═════ Data ═════

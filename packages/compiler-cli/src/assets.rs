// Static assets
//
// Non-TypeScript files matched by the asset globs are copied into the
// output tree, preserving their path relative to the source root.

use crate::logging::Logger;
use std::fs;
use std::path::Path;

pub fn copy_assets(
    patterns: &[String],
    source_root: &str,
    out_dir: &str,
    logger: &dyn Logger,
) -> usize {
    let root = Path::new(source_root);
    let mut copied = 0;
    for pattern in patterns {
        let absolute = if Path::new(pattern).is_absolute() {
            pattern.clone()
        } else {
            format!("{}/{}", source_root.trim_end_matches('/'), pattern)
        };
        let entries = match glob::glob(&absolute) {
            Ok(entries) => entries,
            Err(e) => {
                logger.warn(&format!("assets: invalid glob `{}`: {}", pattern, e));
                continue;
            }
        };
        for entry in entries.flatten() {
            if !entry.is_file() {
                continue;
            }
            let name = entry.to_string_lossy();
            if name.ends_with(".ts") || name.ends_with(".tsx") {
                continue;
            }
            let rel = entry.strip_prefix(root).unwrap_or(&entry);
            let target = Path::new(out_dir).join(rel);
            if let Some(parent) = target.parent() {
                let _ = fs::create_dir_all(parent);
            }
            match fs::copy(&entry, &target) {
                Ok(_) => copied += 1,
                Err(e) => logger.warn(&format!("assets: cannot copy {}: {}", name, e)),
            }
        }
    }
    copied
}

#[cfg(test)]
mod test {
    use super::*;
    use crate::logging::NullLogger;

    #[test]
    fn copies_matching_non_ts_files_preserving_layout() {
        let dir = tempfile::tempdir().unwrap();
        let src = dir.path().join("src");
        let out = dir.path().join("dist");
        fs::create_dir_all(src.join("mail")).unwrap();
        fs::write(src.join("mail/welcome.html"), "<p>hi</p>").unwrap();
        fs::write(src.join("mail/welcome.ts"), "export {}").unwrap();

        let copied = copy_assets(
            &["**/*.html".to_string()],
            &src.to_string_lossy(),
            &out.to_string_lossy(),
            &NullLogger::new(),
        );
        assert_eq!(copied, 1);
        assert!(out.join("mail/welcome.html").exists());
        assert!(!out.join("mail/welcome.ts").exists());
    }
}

═════
═════ Data ═════

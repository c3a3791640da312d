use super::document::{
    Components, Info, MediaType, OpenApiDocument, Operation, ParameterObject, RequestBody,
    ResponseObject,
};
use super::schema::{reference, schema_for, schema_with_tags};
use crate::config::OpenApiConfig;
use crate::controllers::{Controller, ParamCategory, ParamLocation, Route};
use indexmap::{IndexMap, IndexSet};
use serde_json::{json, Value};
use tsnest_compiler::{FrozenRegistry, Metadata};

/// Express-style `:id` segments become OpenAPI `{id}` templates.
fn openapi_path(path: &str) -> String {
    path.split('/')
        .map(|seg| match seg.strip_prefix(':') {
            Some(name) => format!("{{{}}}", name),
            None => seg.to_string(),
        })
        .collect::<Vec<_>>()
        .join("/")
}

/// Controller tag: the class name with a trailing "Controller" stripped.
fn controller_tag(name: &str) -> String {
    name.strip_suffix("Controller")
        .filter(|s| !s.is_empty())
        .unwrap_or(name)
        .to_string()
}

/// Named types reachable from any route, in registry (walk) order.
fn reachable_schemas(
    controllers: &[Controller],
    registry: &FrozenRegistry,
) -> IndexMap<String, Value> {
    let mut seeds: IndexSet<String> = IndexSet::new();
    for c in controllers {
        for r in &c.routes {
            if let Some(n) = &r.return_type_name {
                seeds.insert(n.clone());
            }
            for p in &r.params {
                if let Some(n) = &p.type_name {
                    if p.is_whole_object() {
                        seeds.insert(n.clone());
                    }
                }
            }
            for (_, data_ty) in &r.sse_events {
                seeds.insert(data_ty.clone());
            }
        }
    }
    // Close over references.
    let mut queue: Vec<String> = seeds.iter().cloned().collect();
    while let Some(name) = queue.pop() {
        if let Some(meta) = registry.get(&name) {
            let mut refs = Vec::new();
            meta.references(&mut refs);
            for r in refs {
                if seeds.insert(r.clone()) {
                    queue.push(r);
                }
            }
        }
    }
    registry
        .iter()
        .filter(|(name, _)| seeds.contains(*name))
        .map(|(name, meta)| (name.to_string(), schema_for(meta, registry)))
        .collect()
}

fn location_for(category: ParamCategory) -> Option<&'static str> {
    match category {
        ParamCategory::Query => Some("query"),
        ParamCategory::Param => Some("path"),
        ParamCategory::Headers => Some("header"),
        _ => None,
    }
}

═════

§ **Activity**: In the records above, how many lines include "refs"? Answer with the number alone.

§ **Completed task**: 3